=== WHAT TO PRODUCE ===
Find how many lines of the records below contain the word "Create" and write that number by itself.

[Records excerpted from a collection]
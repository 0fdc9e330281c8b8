//! # Generic Client
//!
//! Typed, cloneable sender half of a [`ResourceActor`](crate::framework::ResourceActor).

use crate::framework::entity::ActorEntity;
use crate::framework::error::FrameworkError;
use crate::framework::message::{Filter, ResourceRequest, Upserted};
use tokio::sync::{mpsc, oneshot};

/// A type-safe client for interacting with a `ResourceActor`.
///
/// Holds only the channel sender, so cloning is cheap. Every method sends one request and
/// awaits the actor's reply on a oneshot channel.
pub struct ResourceClient<T: ActorEntity> {
    sender: mpsc::Sender<ResourceRequest<T>>,
}

// Manual impl: deriving would require `T: Clone` on the wrapper's bounds for no reason.
impl<T: ActorEntity> Clone for ResourceClient<T> {
    fn clone(&self) -> Self {
        Self {
            sender: self.sender.clone(),
        }
    }
}

impl<T: ActorEntity> ResourceClient<T> {
    pub fn new(sender: mpsc::Sender<ResourceRequest<T>>) -> Self {
        Self { sender }
    }

    async fn request<R>(
        &self,
        build: impl FnOnce(oneshot::Sender<Result<R, FrameworkError>>) -> ResourceRequest<T>,
    ) -> Result<R, FrameworkError> {
        let (respond_to, response) = oneshot::channel();
        self.sender
            .send(build(respond_to))
            .await
            .map_err(|_| FrameworkError::ActorClosed)?;
        response.await.map_err(|_| FrameworkError::ActorDropped)?
    }

    pub async fn create(&self, params: T::Create) -> Result<T::Id, FrameworkError> {
        self.request(|respond_to| ResourceRequest::Create { params, respond_to })
            .await
    }

    pub async fn get(&self, id: T::Id) -> Result<Option<T>, FrameworkError> {
        self.request(|respond_to| ResourceRequest::Get { id, respond_to })
            .await
    }

    pub async fn get_by_key(&self, key: impl Into<String>) -> Result<Option<T>, FrameworkError> {
        let key = key.into();
        self.request(|respond_to| ResourceRequest::GetByKey { key, respond_to })
            .await
    }

    pub async fn list(&self, filter: Filter<T>) -> Result<Vec<T>, FrameworkError> {
        self.request(|respond_to| ResourceRequest::List { filter, respond_to })
            .await
    }

    pub async fn update(&self, id: T::Id, update: T::Update) -> Result<T, FrameworkError> {
        self.request(|respond_to| ResourceRequest::Update {
            id,
            update,
            respond_to,
        })
        .await
    }

    pub async fn upsert(&self, params: T::Create) -> Result<Upserted<T::Id>, FrameworkError> {
        self.request(|respond_to| ResourceRequest::Upsert { params, respond_to })
            .await
    }

    pub async fn delete(&self, id: T::Id) -> Result<(), FrameworkError> {
        self.request(|respond_to| ResourceRequest::Delete { id, respond_to })
            .await
    }

    pub async fn perform_action(
        &self,
        id: T::Id,
        action: T::Action,
    ) -> Result<T::ActionResult, FrameworkError> {
        self.request(|respond_to| ResourceRequest::Action {
            id,
            action,
            respond_to,
        })
        .await
    }
}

=== YOUR SOLUTION ===
3